Work required
Extract all records. Keep each one exact.

Stored items
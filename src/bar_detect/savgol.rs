use crate::bar_detect::detect_error_kind::BarDetectError;

/// Savitzky-Golay smoothing filter.
///
/// Fits a least-squares polynomial of the configured degree to every
/// window-sized slice of the input and replaces each point with the fitted
/// value. This suppresses single-column noise spikes while keeping the broad
/// shape of the signal, which is what the slope-based edge detection needs:
/// differentiating the raw profile would pick up noise instead of the bar
/// transition.
///
/// Interior points are smoothed with the window centred on them. Points
/// within half a window of either end take their value from the polynomial
/// fitted to the first (or last) full window, evaluated at the off-centre
/// offset, so the output has exactly the same length as the input.
#[derive(Debug, Clone)]
pub struct SavgolFilter {
    window: usize,
    //weights[t] dotted with a window of samples evaluates that window's
    //fitted polynomial at offset t (t == window/2 is the centred case)
    weights: Vec<Vec<f64>>,
}

impl SavgolFilter {
    pub fn from_cfg(window: usize, degree: usize) -> Result<Self, BarDetectError> {
        if window % 2 == 0 || window <= degree {
            return Err(BarDetectError::BadFilterCfg { window, degree });
        }

        Ok(Self {
            window,
            weights: projection_weights(window, degree),
        })
    }

    pub fn window(&self) -> usize {
        self.window
    }

    /// Smooth `values`, preserving length. Fails if the input is shorter
    /// than the window; that is a configuration/input problem the caller
    /// must be told about, not something to paper over.
    pub fn apply(&self, values: &[f64]) -> Result<Vec<f64>, BarDetectError> {
        let len = values.len();
        if len < self.window {
            return Err(BarDetectError::ProfileTooShort {
                profile_len: len,
                window: self.window,
            });
        }

        let half = self.window / 2;
        let mut out = vec![0.0; len];

        let center = &self.weights[half];
        for i in half..len - half {
            out[i] = dot(center, &values[i - half..=i + half]);
        }

        //the first and last half-window evaluate the edge windows' fits off-centre
        for t in 0..half {
            out[t] = dot(&self.weights[t], &values[..self.window]);
        }
        for t in half + 1..self.window {
            out[len - self.window + t] = dot(&self.weights[t], &values[len - self.window..]);
        }

        Ok(out)
    }
}

fn dot(a: &[f64], b: &[f64]) -> f64 {
    a.iter().zip(b).map(|(x, y)| x * y).sum()
}

//rows of the least-squares projection matrix A (AᵀA)⁻¹ Aᵀ, where A is the
//window×(degree+1) Vandermonde matrix over offsets centred on the window
//midpoint. row t of the projection evaluates the fitted polynomial at
//offset t, so the matrix maps raw samples directly to smoothed samples.
fn projection_weights(window: usize, degree: usize) -> Vec<Vec<f64>> {
    let n = degree + 1;
    let half = (window / 2) as f64;

    //gram[j][k] = Σ_i x_i^(j+k)
    let mut gram = vec![vec![0.0; n]; n];
    for i in 0..window {
        let p = power_row(i as f64 - half, n);
        for j in 0..n {
            for k in 0..n {
                gram[j][k] += p[j] * p[k];
            }
        }
    }

    //coeff_cols[i] = (AᵀA)⁻¹ · powers(x_i): sample i's contribution to the
    //fitted polynomial coefficients
    let coeff_cols = (0..window)
        .map(|i| solve(gram.clone(), power_row(i as f64 - half, n)))
        .collect::<Vec<_>>();

    (0..window)
        .map(|t| {
            let pt = power_row(t as f64 - half, n);
            coeff_cols.iter().map(|c| dot(&pt, c)).collect()
        })
        .collect()
}

fn power_row(x: f64, n: usize) -> Vec<f64> {
    let mut ret = Vec::with_capacity(n);
    let mut acc = 1.0;
    for _ in 0..n {
        ret.push(acc);
        acc *= x;
    }
    ret
}

//gaussian elimination with partial pivoting. The systems here are tiny
//((degree+1)²) and symmetric positive definite, so this is plenty.
fn solve(mut m: Vec<Vec<f64>>, mut rhs: Vec<f64>) -> Vec<f64> {
    let n = rhs.len();

    for col in 0..n {
        let pivot = (col..n)
            .max_by(|&a, &b| m[a][col].abs().total_cmp(&m[b][col].abs()))
            .unwrap();
        m.swap(col, pivot);
        rhs.swap(col, pivot);

        for row in col + 1..n {
            let factor = m[row][col] / m[col][col];
            for k in col..n {
                m[row][k] -= factor * m[col][k];
            }
            rhs[row] -= factor * rhs[col];
        }
    }

    let mut x = vec![0.0; n];
    for row in (0..n).rev() {
        let mut acc = rhs[row];
        for k in row + 1..n {
            acc -= m[row][k] * x[k];
        }
        x[row] = acc / m[row][row];
    }

    x
}

#[cfg(test)]
mod test {
    use super::*;

    #[test]
    fn test_rejects_even_window_and_low_window() {
        assert!(matches!(
            SavgolFilter::from_cfg(50, 4),
            Err(BarDetectError::BadFilterCfg { window: 50, degree: 4 })
        ));
        assert!(matches!(
            SavgolFilter::from_cfg(3, 4),
            Err(BarDetectError::BadFilterCfg { window: 3, degree: 4 })
        ));
    }

    #[test]
    fn test_rejects_short_input() {
        let filter = SavgolFilter::from_cfg(51, 4).unwrap();
        let act = filter.apply(&vec![1.0; 50]);

        assert!(matches!(
            act,
            Err(BarDetectError::ProfileTooShort { profile_len: 50, window: 51 })
        ));
    }

    #[test]
    fn test_preserves_length() {
        let filter = SavgolFilter::from_cfg(7, 2).unwrap();

        for len in [7usize, 8, 20, 100] {
            let values = (0..len).map(|i| (i as f64 * 0.7).sin()).collect::<Vec<_>>();
            let act = filter.apply(&values).unwrap();
            assert_eq!(act.len(), len);
        }
    }

    #[test]
    fn test_constant_input_is_unchanged() {
        let filter = SavgolFilter::from_cfg(9, 3).unwrap();
        let values = vec![4.25; 30];

        let act = filter.apply(&values).unwrap();
        for v in act {
            assert!((v - 4.25).abs() < 1e-9);
        }
    }

    //fitting a degree-d polynomial to data that already is one of degree <= d
    //must reproduce the data exactly, edge windows included
    #[test]
    fn test_polynomial_input_is_reproduced() {
        let poly = |x: f64| 2.0 - 3.0 * x + 0.5 * x * x - 0.01 * x * x * x;

        let filter = SavgolFilter::from_cfg(11, 3).unwrap();
        let values = (0..40).map(|i| poly(i as f64)).collect::<Vec<_>>();

        let act = filter.apply(&values).unwrap();
        for (exp, act) in values.iter().zip(&act) {
            assert!((exp - act).abs() < 1e-6, "exp {exp}, act {act}");
        }
    }

    #[test]
    fn test_spike_is_suppressed() {
        let filter = SavgolFilter::from_cfg(11, 2).unwrap();

        let mut values = vec![10.0; 41];
        values[20] = 100.0;

        let act = filter.apply(&values).unwrap();

        //the single-sample spike must be spread out well below its raw height
        assert!(act[20] < 50.0);
        //but total mass in the window stays in the same ballpark
        assert!(act[20] > 10.0);
    }

    #[test]
    fn test_solve_small_system() {
        // 2x + y = 5; x - y = 1  =>  x = 2, y = 1
        let m = vec![vec![2.0, 1.0], vec![1.0, -1.0]];
        let act = solve(m, vec![5.0, 1.0]);

        assert!((act[0] - 2.0).abs() < 1e-12);
        assert!((act[1] - 1.0).abs() < 1e-12);
    }
}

Worked solution
filename src/bar_detect/savgol.rs
use crate::bar_detect::detect_error_kind::BarDetectError;

/// Savitzky-Golay smoothing filter.
///
/// Fits a least-squares polynomial of the configured degree to every
/// window-sized slice of the input and replaces each point with the fitted
/// value. This suppresses single-column noise spikes while keeping the broad
/// shape of the signal, which is what the slope-based edge detection needs:
/// differentiating the raw profile would pick up noise instead of the bar
/// transition.
///
/// Interior points are smoothed with the window centred on them. Points
/// within half a window of either end take their value from the polynomial
/// fitted to the first (or last) full window, evaluated at the off-centre
/// offset, so the output has exactly the same length as the input.
#[derive(Debug, Clone)]
pub struct SavgolFilter {
    window: usize,
    //weights[t] dotted with a window of samples evaluates that window's
    //fitted polynomial at offset t (t == window/2 is the centred case)
    weights: Vec<Vec<f64>>,
}

impl SavgolFilter {
    pub fn from_cfg(window: usize, degree: usize) -> Result<Self, BarDetectError> {
        if window % 2 == 0 || window <= degree {
            return Err(BarDetectError::BadFilterCfg { window, degree });
        }

        Ok(Self {
            window,
            weights: projection_weights(window, degree),
        })
    }

    pub fn window(&self) -> usize {
        self.window
    }

    /// Smooth `values`, preserving length. Fails if the input is shorter
    /// than the window; that is a configuration/input problem the caller
    /// must be told about, not something to paper over.
    pub fn apply(&self, values: &[f64]) -> Result<Vec<f64>, BarDetectError> {
        let len = values.len();
        if len < self.window {
            return Err(BarDetectError::ProfileTooShort {
                profile_len: len,
                window: self.window,
            });
        }

        let half = self.window / 2;
        let mut out = vec![0.0; len];

        let center = &self.weights[half];
        for i in half..len - half {
            out[i] = dot(center, &values[i - half..=i + half]);
        }

        //the first and last half-window evaluate the edge windows' fits off-centre
        for t in 0..half {
            out[t] = dot(&self.weights[t], &values[..self.window]);
        }
        for t in half + 1..self.window {
            out[len - self.window + t] = dot(&self.weights[t], &values[len - self.window..]);
        }

        Ok(out)
    }
}

fn dot(a: &[f64], b: &[f64]) -> f64 {
    a.iter().zip(b).map(|(x, y)| x * y).sum()
}

//rows of the least-squares projection matrix A (AᵀA)⁻¹ Aᵀ, where A is the
//window×(degree+1) Vandermonde matrix over offsets centred on the window
//midpoint. row t of the projection evaluates the fitted polynomial at
//offset t, so the matrix maps raw samples directly to smoothed samples.
fn projection_weights(window: usize, degree: usize) -> Vec<Vec<f64>> {
    let n = degree + 1;
    let half = (window / 2) as f64;

    //gram[j][k] = Σ_i x_i^(j+k)
    let mut gram = vec![vec![0.0; n]; n];
    for i in 0..window {
        let p = power_row(i as f64 - half, n);
        for j in 0..n {
            for k in 0..n {
                gram[j][k] += p[j] * p[k];
            }
        }
    }

    //coeff_cols[i] = (AᵀA)⁻¹ · powers(x_i): sample i's contribution to the
    //fitted polynomial coefficients
    let coeff_cols = (0..window)
        .map(|i| solve(gram.clone(), power_row(i as f64 - half, n)))
        .collect::<Vec<_>>();

    (0..window)
        .map(|t| {
            let pt = power_row(t as f64 - half, n);
            coeff_cols.iter().map(|c| dot(&pt, c)).collect()
        })
        .collect()
}

fn power_row(x: f64, n: usize) -> Vec<f64> {
    let mut ret = Vec::with_capacity(n);
    let mut acc = 1.0;
    for _ in 0..n {
        ret.push(acc);
        acc *= x;
    }
    ret
}

//gaussian elimination with partial pivoting. The systems here are tiny
//((degree+1)²) and symmetric positive definite, so this is plenty.
fn solve(mut m: Vec<Vec<f64>>, mut rhs: Vec<f64>) -> Vec<f64> {
    let n = rhs.len();

    for col in 0..n {
        let pivot = (col..n)
            .max_by(|&a, &b| m[a][col].abs().total_cmp(&m[b][col].abs()))
            .unwrap();
        m.swap(col, pivot);
        rhs.swap(col, pivot);

        for row in col + 1..n {
            let factor = m[row][col] / m[col][col];
            for k in col..n {
                m[row][k] -= factor * m[col][k];
            }
            rhs[row] -= factor * rhs[col];
        }
    }

    let mut x = vec![0.0; n];
    for row in (0..n).rev() {
        let mut acc = rhs[row];
        for k in row + 1..n {
            acc -= m[row][k] * x[k];
        }
        x[row] = acc / m[row][row];
    }

    x
}

#[cfg(test)]
mod test {
    use super::*;

    #[test]
    fn test_rejects_even_window_and_low_window() {
        assert!(matches!(
            SavgolFilter::from_cfg(50, 4),
            Err(BarDetectError::BadFilterCfg { window: 50, degree: 4 })
        ));
        assert!(matches!(
            SavgolFilter::from_cfg(3, 4),
            Err(BarDetectError::BadFilterCfg { window: 3, degree: 4 })
        ));
    }

    #[test]
    fn test_rejects_short_input() {
        let filter = SavgolFilter::from_cfg(51, 4).unwrap();
        let act = filter.apply(&vec![1.0; 50]);

        assert!(matches!(
            act,
            Err(BarDetectError::ProfileTooShort { profile_len: 50, window: 51 })
        ));
    }

    #[test]
    fn test_preserves_length() {
        let filter = SavgolFilter::from_cfg(7, 2).unwrap();

        for len in [7usize, 8, 20, 100] {
            let values = (0..len).map(|i| (i as f64 * 0.7).sin()).collect::<Vec<_>>();
            let act = filter.apply(&values).unwrap();
            assert_eq!(act.len(), len);
        }
    }

    #[test]
    fn test_constant_input_is_unchanged() {
        let filter = SavgolFilter::from_cfg(9, 3).unwrap();
        let values = vec![4.25; 30];

        let act = filter.apply(&values).unwrap();
        for v in act {
            assert!((v - 4.25).abs() < 1e-9);
        }
    }

    //fitting a degree-d polynomial to data that already is one of degree <= d
    //must reproduce the data exactly, edge windows included
    #[test]
    fn test_polynomial_input_is_reproduced() {
        let poly = |x: f64| 2.0 - 3.0 * x + 0.5 * x * x - 0.01 * x * x * x;

        let filter = SavgolFilter::from_cfg(11, 3).unwrap();
        let values = (0..40).map(|i| poly(i as f64)).collect::<Vec<_>>();

        let act = filter.apply(&values).unwrap();
        for (exp, act) in values.iter().zip(&act) {
            assert!((exp - act).abs() < 1e-6, "exp {exp}, act {act}");
        }
    }

    #[test]
    fn test_spike_is_suppressed() {
        let filter = SavgolFilter::from_cfg(11, 2).unwrap();

        let mut values = vec![10.0; 41];
        values[20] = 100.0;

        let act = filter.apply(&values).unwrap();

        //the single-sample spike must be spread out well below its raw height
        assert!(act[20] < 50.0);
        //but total mass in the window stays in the same ballpark
        assert!(act[20] > 10.0);
    }

    #[test]
    fn test_solve_small_system() {
        // 2x + y = 5; x - y = 1  =>  x = 2, y = 1
        let m = vec![vec![2.0, 1.0], vec![1.0, -1.0]];
        let act = solve(m, vec![5.0, 1.0]);

        assert!((act[0] - 2.0).abs() < 1e-12);
        assert!((act[1] - 1.0).abs() < 1e-12);
    }
}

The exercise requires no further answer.